Sin duda que la primera causa de esta expansión perirurbana, es la falta de suelo urbanizado dentro del “límite urbano” de la ciudad formal. Por cierto, se entiende por suelo urbanizado aquel que cuenta con factibilidad sanitaria. Es decir, que está dotado de conexión a redes de agua potable y alcantarillado. Para edificar viviendas, no basta que el suelo este contenido dentro del límite urbano, sino que además debe estar dentro del área de cobertura de la empresa sanitaria concesionaria de dichos servicios; en el caso de Osorno, esta empresa es ESSAL.

Como decíamos, la superficie urbana de Osorno es de 33 km2 y la cobertura de la concesión sanitaria es de solo 24 Km2. En otras palabras, solo el 73% de la superficie urbana de nuestra ciudad cuenta con suelo urbanizado.

De los 9 Km2 (27%), sin cobertura debemos descontar 1 Km2 (3,0 %), por áreas de riesgo y protección 2 Km2 (6,1%) por áreas de actividades productivas, 2 Km2 (6,1%) por áreas de equipamiento e infraestructura y 4 Km2 (12,1%) por área habitacional mixto.

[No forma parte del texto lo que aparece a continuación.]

//! Simulation state and its pure transitions.
//!
//! `SimulationState::apply` is the only way the counters move. The simulator
//! feeds it events derived from timer firings; the UI only reads the result.

use std::time::Duration;

/// Period of the instruction-line counter.
pub const LINE_PERIOD: Duration = Duration::from_millis(800);

/// Period of the byte counter.
pub const BYTE_PERIOD: Duration = Duration::from_millis(200);

/// Total length of one analysis cycle.
pub const CYCLE_DURATION: Duration = Duration::from_millis(5000);

/// The line counter wraps at this value.
pub const LINE_MODULUS: u8 = 8;

/// The byte counter wraps at this value.
pub const BYTE_MODULUS: u8 = 16;

#[derive(Debug, Clone, Copy, PartialEq, Eq, Default)]
pub enum SimPhase {
    #[default]
    Idle,
    Running,
}

/// Inputs to the state machine
#[derive(Debug, Clone, Copy, PartialEq, Eq)]
pub enum SimEvent {
    Started,
    LineTick,
    ByteTick,
    DeadlineReached,
    Stopped,
}

/// Snapshot of the execution animation
#[derive(Debug, Clone, Copy, PartialEq, Eq, Default)]
pub struct SimulationState {
    pub phase: SimPhase,
    /// Current instruction line, 0..LINE_MODULUS
    pub line: u8,
    /// Current byte, 0..BYTE_MODULUS
    pub byte: u8,
    /// Incremented on every start; timer firings carry the generation they belong to
    pub generation: u64,
}

impl SimulationState {
    pub fn is_active(&self) -> bool {
        self.phase == SimPhase::Running
    }

    /// Apply one event and return the next state.
    pub fn apply(self, event: SimEvent) -> SimulationState {
        match (self.phase, event) {
            (_, SimEvent::Started) => SimulationState {
                phase: SimPhase::Running,
                line: 0,
                byte: 0,
                generation: self.generation.wrapping_add(1),
            },
            (SimPhase::Running, SimEvent::LineTick) => SimulationState {
                line: (self.line + 1) % LINE_MODULUS,
                ..self
            },
            (SimPhase::Running, SimEvent::ByteTick) => SimulationState {
                byte: (self.byte + 1) % BYTE_MODULUS,
                ..self
            },
            (SimPhase::Running, SimEvent::DeadlineReached | SimEvent::Stopped) => SimulationState {
                phase: SimPhase::Idle,
                ..self
            },
            (SimPhase::Idle, _) => self,
        }
    }
}

#[cfg(test)]
mod tests {
    use super::*;

    #[test]
    fn test_start_resets_counters() {
        let state = SimulationState {
            phase: SimPhase::Idle,
            line: 5,
            byte: 9,
            generation: 3,
        };
        let next = state.apply(SimEvent::Started);
        assert!(next.is_active());
        assert_eq!((next.line, next.byte, next.generation), (0, 0, 4));
    }

    #[test]
    fn test_line_counter_wraps_at_eight() {
        let mut state = SimulationState::default().apply(SimEvent::Started);
        let mut seen = Vec::new();
        for _ in 0..9 {
            state = state.apply(SimEvent::LineTick);
            seen.push(state.line);
        }
        assert_eq!(seen, vec![1, 2, 3, 4, 5, 6, 7, 0, 1]);
    }

    #[test]
    fn test_byte_counter_wraps_at_sixteen() {
        let mut state = SimulationState::default().apply(SimEvent::Started);
        for _ in 0..16 {
            state = state.apply(SimEvent::ByteTick);
        }
        assert_eq!(state.byte, 0);
        assert_eq!(state.line, 0, "byte ticks must not move the line counter");
    }

    #[test]
    fn test_ticks_ignored_while_idle() {
        let idle = SimulationState::default();
        assert_eq!(idle.apply(SimEvent::LineTick), idle);
        assert_eq!(idle.apply(SimEvent::ByteTick), idle);
        assert_eq!(idle.apply(SimEvent::DeadlineReached), idle);
    }

    #[test]
    fn test_deadline_keeps_counters() {
        let state = SimulationState::default()
            .apply(SimEvent::Started)
            .apply(SimEvent::LineTick)
            .apply(SimEvent::DeadlineReached);
        assert!(!state.is_active());
        assert_eq!(state.line, 1);
    }
}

4 Km2 (12,1%) de la superficie del Osorno formal, ese contenido por el límite urbano fijado por un plano regulador de hace 30 años es de uso “habitacional mixto” pero no cuenta con factibilidad sanitaria. En cifras gruesas, en esas 400 hectáreas y a razón de 60 departamentos por hectárea se pueden construir 24.000 unidades o a razón de 34 viviendas por hectárea se pueden construir 13.600 casas.

En conclusión, la proyección que hace 30 años se hizo del crecimiento de la población para el plano regulador vigente de nuestra ciudad estuvo acertada, y queda claro que la solución del déficit habitacional que nos aqueja no pasa por más espacio urbano, si no por dotar al existente de los servicios sanitarios que den factibilidad a su uso habitacional. Es urgente que ESSAL asuma su responsabilidad social y pase a ser parte de la solución del problema habitacional de nuestra ciudad.